#### YOUR TASK:
Counting only lines that contain "UploaderState", how many are there in the records below? Give the figure alone.

#### EXCERPTED DATA:
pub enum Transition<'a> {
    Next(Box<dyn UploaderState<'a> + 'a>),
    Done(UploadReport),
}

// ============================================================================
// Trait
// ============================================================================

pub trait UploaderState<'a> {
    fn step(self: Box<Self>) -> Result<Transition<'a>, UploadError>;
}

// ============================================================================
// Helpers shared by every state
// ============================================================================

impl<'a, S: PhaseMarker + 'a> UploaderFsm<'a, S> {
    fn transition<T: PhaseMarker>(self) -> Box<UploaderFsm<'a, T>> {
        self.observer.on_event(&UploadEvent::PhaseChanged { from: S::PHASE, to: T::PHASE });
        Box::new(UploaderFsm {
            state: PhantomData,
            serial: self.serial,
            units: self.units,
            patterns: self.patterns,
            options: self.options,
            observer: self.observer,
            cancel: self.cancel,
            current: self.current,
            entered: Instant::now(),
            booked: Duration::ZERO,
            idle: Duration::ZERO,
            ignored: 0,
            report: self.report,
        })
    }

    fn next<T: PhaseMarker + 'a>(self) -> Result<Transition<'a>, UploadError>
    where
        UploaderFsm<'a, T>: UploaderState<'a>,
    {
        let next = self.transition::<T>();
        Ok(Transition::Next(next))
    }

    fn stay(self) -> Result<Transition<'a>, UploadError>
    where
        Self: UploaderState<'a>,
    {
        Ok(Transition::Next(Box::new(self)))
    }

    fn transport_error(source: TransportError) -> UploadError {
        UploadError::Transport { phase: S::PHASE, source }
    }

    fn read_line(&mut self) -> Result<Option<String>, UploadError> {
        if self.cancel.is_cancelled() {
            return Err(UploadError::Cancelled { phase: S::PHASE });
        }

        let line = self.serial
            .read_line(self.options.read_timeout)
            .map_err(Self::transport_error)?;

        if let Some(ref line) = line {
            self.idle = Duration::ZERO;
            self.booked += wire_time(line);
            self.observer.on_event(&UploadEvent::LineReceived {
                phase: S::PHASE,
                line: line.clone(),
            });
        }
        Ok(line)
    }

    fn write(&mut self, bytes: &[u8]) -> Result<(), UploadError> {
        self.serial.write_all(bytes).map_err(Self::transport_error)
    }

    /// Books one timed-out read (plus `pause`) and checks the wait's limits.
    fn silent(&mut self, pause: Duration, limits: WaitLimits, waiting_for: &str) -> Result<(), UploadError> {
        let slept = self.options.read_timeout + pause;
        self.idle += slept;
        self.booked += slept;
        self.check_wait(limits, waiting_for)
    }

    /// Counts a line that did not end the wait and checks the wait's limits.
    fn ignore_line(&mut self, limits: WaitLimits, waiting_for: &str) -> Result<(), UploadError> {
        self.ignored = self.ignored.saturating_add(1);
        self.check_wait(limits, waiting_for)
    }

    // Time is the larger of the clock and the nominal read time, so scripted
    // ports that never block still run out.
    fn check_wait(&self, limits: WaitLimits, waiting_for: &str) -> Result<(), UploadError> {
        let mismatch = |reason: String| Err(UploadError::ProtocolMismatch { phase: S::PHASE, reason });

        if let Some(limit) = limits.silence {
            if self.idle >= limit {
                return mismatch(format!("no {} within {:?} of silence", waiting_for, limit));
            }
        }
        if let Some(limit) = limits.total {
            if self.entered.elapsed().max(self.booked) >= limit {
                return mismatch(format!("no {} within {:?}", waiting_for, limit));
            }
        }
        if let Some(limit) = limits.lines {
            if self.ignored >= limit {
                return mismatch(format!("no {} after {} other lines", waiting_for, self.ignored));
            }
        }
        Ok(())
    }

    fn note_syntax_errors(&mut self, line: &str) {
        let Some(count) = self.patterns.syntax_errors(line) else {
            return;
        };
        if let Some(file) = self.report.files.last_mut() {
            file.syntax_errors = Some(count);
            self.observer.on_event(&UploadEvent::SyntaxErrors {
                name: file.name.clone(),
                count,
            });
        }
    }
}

#### TASK RESPONSE:
4